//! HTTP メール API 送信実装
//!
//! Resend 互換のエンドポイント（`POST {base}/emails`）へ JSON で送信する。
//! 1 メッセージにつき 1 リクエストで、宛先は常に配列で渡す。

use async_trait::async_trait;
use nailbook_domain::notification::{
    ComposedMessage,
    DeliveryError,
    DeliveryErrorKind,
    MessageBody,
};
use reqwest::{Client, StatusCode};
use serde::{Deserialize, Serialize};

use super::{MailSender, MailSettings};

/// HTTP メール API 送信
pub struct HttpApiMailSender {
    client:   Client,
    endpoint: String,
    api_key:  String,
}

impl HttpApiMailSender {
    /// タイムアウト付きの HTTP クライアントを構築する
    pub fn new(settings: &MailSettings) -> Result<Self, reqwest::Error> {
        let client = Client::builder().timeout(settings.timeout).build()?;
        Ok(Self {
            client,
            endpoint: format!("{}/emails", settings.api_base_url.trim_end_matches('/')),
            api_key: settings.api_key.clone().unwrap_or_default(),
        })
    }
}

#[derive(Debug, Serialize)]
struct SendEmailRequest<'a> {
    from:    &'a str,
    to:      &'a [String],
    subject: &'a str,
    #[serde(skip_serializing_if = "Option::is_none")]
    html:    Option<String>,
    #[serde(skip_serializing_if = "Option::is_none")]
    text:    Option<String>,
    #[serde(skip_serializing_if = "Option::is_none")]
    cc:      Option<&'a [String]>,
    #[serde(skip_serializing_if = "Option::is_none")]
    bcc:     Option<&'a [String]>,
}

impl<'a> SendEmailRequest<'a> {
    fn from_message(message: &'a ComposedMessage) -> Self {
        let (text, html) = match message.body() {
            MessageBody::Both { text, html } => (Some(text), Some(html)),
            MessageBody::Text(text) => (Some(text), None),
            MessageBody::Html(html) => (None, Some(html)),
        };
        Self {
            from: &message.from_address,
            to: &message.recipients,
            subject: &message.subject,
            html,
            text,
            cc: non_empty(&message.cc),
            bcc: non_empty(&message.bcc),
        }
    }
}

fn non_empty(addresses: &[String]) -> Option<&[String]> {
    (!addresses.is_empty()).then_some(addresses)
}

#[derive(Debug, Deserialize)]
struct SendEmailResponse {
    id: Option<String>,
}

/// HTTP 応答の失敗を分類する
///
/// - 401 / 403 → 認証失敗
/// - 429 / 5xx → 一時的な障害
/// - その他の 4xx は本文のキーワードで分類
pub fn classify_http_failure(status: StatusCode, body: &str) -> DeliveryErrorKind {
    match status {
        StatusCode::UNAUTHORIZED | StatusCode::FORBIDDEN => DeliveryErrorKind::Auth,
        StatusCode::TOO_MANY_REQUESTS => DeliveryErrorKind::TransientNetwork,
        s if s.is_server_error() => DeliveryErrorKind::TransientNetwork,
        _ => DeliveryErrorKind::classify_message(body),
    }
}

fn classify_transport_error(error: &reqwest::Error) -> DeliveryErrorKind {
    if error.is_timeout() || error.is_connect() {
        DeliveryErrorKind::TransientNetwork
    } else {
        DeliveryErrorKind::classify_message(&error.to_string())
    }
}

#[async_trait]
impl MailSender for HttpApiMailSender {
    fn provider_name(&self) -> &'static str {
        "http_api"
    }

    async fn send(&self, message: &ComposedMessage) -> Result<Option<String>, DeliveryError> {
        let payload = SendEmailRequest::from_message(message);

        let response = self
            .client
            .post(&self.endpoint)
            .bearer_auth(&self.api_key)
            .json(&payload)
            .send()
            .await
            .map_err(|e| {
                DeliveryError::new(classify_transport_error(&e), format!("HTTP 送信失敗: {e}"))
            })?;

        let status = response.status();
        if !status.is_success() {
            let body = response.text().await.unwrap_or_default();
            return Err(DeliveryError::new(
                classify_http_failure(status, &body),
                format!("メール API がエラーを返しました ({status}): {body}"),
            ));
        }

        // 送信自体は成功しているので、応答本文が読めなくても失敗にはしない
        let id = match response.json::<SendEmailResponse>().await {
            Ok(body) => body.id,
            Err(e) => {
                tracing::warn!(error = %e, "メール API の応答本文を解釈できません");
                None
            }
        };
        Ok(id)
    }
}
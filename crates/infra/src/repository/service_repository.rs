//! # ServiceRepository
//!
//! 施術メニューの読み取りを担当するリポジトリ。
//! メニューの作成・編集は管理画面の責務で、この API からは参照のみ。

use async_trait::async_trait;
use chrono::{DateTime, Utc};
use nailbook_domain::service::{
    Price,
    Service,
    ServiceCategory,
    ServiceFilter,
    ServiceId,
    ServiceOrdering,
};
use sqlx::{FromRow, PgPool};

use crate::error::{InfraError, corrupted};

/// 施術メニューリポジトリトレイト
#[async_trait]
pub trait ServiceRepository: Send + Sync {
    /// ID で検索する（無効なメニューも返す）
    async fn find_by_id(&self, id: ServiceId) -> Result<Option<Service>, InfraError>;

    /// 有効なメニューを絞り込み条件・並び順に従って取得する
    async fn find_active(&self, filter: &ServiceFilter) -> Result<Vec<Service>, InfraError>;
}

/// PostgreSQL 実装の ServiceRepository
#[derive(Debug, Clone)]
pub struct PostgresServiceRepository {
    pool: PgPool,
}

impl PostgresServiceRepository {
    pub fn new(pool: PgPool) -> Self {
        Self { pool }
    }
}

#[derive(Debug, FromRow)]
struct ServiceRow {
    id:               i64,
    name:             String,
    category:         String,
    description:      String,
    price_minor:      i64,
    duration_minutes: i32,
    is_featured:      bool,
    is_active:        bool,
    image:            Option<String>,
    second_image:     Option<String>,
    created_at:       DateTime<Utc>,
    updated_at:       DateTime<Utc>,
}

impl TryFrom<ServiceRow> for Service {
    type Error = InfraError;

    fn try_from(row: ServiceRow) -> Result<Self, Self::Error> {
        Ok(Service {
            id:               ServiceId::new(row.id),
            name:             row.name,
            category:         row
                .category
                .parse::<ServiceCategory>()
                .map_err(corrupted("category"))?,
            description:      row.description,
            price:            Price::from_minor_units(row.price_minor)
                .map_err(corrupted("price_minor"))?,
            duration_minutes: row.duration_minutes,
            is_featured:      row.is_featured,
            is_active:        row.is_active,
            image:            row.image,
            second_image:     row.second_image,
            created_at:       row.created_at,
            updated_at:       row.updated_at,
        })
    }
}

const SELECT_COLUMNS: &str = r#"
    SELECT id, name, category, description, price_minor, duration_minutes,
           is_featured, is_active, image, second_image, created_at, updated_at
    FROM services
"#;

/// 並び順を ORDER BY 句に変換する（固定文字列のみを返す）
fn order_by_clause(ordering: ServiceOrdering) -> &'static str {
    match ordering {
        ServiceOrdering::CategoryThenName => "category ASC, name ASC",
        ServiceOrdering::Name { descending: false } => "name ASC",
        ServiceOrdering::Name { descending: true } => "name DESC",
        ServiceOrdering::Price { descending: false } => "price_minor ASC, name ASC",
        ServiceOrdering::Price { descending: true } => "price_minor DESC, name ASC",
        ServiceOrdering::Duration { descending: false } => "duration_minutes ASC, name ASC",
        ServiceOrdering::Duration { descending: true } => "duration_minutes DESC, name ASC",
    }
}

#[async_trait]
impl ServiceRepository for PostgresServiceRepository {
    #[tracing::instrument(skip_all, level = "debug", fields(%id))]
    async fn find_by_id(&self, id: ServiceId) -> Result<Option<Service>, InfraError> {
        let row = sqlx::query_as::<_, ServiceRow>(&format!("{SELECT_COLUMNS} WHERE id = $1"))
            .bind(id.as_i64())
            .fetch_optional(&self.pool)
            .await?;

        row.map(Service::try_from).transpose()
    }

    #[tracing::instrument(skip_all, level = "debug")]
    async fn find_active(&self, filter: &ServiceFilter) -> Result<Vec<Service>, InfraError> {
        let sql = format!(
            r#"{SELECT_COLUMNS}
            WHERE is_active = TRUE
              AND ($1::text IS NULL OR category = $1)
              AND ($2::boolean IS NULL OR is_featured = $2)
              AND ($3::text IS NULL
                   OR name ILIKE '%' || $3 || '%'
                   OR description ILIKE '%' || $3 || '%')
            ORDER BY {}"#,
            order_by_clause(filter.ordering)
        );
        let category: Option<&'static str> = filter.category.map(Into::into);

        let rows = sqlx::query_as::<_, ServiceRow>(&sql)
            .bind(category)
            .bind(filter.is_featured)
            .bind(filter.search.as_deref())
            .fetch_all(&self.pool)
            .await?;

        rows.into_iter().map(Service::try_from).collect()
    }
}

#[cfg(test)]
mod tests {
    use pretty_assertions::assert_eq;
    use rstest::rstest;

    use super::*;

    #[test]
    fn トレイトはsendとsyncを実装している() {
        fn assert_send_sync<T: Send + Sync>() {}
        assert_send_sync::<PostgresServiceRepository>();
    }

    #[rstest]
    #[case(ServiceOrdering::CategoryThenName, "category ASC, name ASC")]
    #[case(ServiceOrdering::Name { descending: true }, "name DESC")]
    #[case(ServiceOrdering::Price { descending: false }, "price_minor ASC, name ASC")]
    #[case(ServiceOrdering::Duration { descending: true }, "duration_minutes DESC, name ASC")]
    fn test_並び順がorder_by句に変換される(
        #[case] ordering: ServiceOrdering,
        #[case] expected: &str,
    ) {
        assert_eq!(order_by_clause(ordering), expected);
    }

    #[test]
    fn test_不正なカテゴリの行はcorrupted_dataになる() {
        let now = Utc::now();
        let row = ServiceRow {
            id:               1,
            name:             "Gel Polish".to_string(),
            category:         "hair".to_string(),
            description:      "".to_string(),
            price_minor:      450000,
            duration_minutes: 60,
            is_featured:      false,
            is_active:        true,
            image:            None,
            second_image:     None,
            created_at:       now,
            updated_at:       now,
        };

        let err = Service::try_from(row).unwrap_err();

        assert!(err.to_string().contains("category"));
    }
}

TASK DIRECTIONS —
Counting only lines that contain the string "derive", say how many appear in the listing above, with the number as the entire reply.

RESULT OF THIS EXERCISE —
4